[Start of Attachment]

// src/exec/process.rs

use std::fmt;
use std::os::unix::process::ExitStatusExt;
use std::process::{ExitStatus, Stdio};

use anyhow::{Context, Result};
use nix::sys::signal::{self, Signal};
use nix::unistd::Pid;
use thiserror::Error;
use tokio::io::AsyncReadExt;
use tokio::process::Command;
use tokio::sync::oneshot;
use tracing::debug;

/// How a finished subprocess failed.
///
/// A process that exits with status 0 and was not signalled is a success and
/// produces no `ExitError` at all.
#[derive(Debug, Error)]
pub enum ExitError {
    /// The process exited on its own with a nonzero status code.
    #[error("process exited with nonzero status code {code}")]
    NonzeroStatus { code: i32 },

    /// The process was terminated by a signal before it could exit.
    #[error("process terminated by signal {}", signal_name(*.signal))]
    Signal { signal: i32 },
}

/// Human-readable name for a raw signal number, e.g. 15 -> "SIGTERM".
pub fn signal_name(signal: i32) -> String {
    match Signal::try_from(signal) {
        Ok(sig) => sig.as_str().to_string(),
        Err(_) => format!("signal {signal}"),
    }
}

/// Callback receiving decoded output as it arrives.
///
/// Chunks are whatever the OS delivers; boundaries are not line-aligned.
pub type OutputSink = Box<dyn FnMut(&str) + Send>;

/// What to spawn and where its output goes.
///
/// Streams without a sink are attached to `/dev/null` so an ignored stream
/// can never backpressure the child.
pub struct SpawnOptions {
    cmd: String,
    args: Vec<String>,
    on_stdout: Option<OutputSink>,
    on_stderr: Option<OutputSink>,
}

impl fmt::Debug for SpawnOptions {
    fn fmt(&self, f: &mut fmt::Formatter<'_>) -> fmt::Result {
        f.debug_struct("SpawnOptions")
            .field("cmd", &self.cmd)
            .field("args", &self.args)
            .finish_non_exhaustive()
    }
}

impl SpawnOptions {
    pub fn new(cmd: impl Into<String>) -> Self {
        Self {
            cmd: cmd.into(),
            args: Vec::new(),
            on_stdout: None,
            on_stderr: None,
        }
    }

    pub fn arg(mut self, arg: impl Into<String>) -> Self {
        self.args.push(arg.into());
        self
    }

    pub fn args<I, S>(mut self, args: I) -> Self
    where
        I: IntoIterator<Item = S>,
        S: Into<String>,
    {
        self.args.extend(args.into_iter().map(Into::into));
        self
    }

    pub fn on_stdout(mut self, sink: impl FnMut(&str) + Send + 'static) -> Self {
        self.on_stdout = Some(Box::new(sink));
        self
    }

    pub fn on_stderr(mut self, sink: impl FnMut(&str) + Send + 'static) -> Self {
        self.on_stderr = Some(Box::new(sink));
        self
    }
}

/// Out-of-band control for a spawned process.
#[derive(Debug, Clone)]
pub struct ProcessHandle {
    pid: i32,
}

impl ProcessHandle {
    pub fn pid(&self) -> i32 {
        self.pid
    }

    /// Ask the process to terminate (SIGTERM), without waiting for it.
    ///
    /// Delivery failures (typically: the process is already gone) are logged
    /// at debug and ignored.
    pub fn terminate(&self) {
        if self.pid <= 0 {
            return;
        }
        if let Err(err) = signal::kill(Pid::from_raw(self.pid), Signal::SIGTERM) {
            debug!(pid = self.pid, error = %err, "failed to signal process");
        }
    }
}

/// Completion half of a spawned process.
///
/// Resolves once the process has exited *and* both output pumps have drained,
/// so any captured output is complete by the time `wait` returns.
pub struct Completion {
    rx: oneshot::Receiver<Result<(), ExitError>>,
}

impl Completion {
    /// Wait for the process to finish.
    pub async fn wait(self) -> Result<(), ExitError> {
        match self.rx.await {
            Ok(result) => result,
            // The monitor task always sends before dropping; a dead channel
            // means the runtime tore it down mid-flight.
            Err(_) => Err(ExitError::NonzeroStatus { code: -1 }),
        }
    }
}

/// A live subprocess: the control handle plus the completion future.
pub struct SpawnedProcess {
    pub handle: ProcessHandle,
    pub completion: Completion,
}

/// Spawn a process per `opts`.
///
/// Returns immediately with a [`SpawnedProcess`]; the process is monitored by
/// a background task that pumps output into the sinks and classifies the exit
/// status. Only failing to start the process at all is an error here.
pub fn spawn_process(opts: SpawnOptions) -> Result<SpawnedProcess> {
    let SpawnOptions {
        cmd,
        args,
        on_stdout,
        on_stderr,
    } = opts;

    let mut command = Command::new(&cmd);
    command
        .args(&args)
        .stdin(Stdio::null())
        .stdout(pipe_or_null(on_stdout.is_some()))
        .stderr(pipe_or_null(on_stderr.is_some()))
        .kill_on_drop(true);

    let mut child = command
        .spawn()
        .with_context(|| format!("spawning process '{cmd}'"))?;

    let pid = child.id().map(|id| id as i32).unwrap_or(-1);
    debug!(cmd = %cmd, pid, "process spawned");

    let stdout = child.stdout.take();
    let stderr = child.stderr.take();

    let (done_tx, done_rx) = oneshot::channel();

    tokio::spawn(async move {
        // Drain both streams fully before reaping, mirroring the order the
        // sinks rely on: last chunk delivered, then completion.
        tokio::join!(pump_stream(stdout, on_stdout), pump_stream(stderr, on_stderr));

        let result = match child.wait().await {
            Ok(status) => {
                debug!(cmd = %cmd, status = ?status, "process exited");
                classify_status(status)
            }
            Err(err) => {
                debug!(cmd = %cmd, error = %err, "failed waiting for process");
                Err(ExitError::NonzeroStatus { code: -1 })
            }
        };

        let _ = done_tx.send(result);
    });

    Ok(SpawnedProcess {
        handle: ProcessHandle { pid },
        completion: Completion { rx: done_rx },
    })
}

fn pipe_or_null(piped: bool) -> Stdio {
    if piped { Stdio::piped() } else { Stdio::null() }
}

async fn pump_stream<R>(stream: Option<R>, sink: Option<OutputSink>)
where
    R: tokio::io::AsyncRead + Unpin,
{
    let (Some(mut stream), Some(mut sink)) = (stream, sink) else {
        return;
    };

    let mut buf = [0u8; 4096];
    loop {
        match stream.read(&mut buf).await {
            Ok(0) => break,
            Ok(n) => {
                let chunk = String::from_utf8_lossy(&buf[..n]);
                sink(&chunk);
            }
            Err(err) => {
                debug!(error = %err, "stopped reading process output");
                break;
            }
        }
    }
}

fn classify_status(status: ExitStatus) -> Result<(), ExitError> {
    if status.success() {
        return Ok(());
    }
    if let Some(code) = status.code() {
        return Err(ExitError::NonzeroStatus { code });
    }
    if let Some(signal) = status.signal() {
        return Err(ExitError::Signal { signal });
    }
    Err(ExitError::NonzeroStatus { code: -1 })
}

[End of Attachment]

▸ Assignment
Set the entries down again exactly, beginning with their first line and ending with the line that contains "pub fn signal_name(signal: i32)"; omit all other lines.

▸ Solution for this task
// src/exec/process.rs

use std::fmt;
use std::os::unix::process::ExitStatusExt;
use std::process::{ExitStatus, Stdio};

use anyhow::{Context, Result};
use nix::sys::signal::{self, Signal};
use nix::unistd::Pid;
use thiserror::Error;
use tokio::io::AsyncReadExt;
use tokio::process::Command;
use tokio::sync::oneshot;
use tracing::debug;

/// How a finished subprocess failed.
///
/// A process that exits with status 0 and was not signalled is a success and
/// produces no `ExitError` at all.
#[derive(Debug, Error)]
pub enum ExitError {
    /// The process exited on its own with a nonzero status code.
    #[error("process exited with nonzero status code {code}")]
    NonzeroStatus { code: i32 },

    /// The process was terminated by a signal before it could exit.
    #[error("process terminated by signal {}", signal_name(*.signal))]
    Signal { signal: i32 },
}

/// Human-readable name for a raw signal number, e.g. 15 -> "SIGTERM".
pub fn signal_name(signal: i32) -> String {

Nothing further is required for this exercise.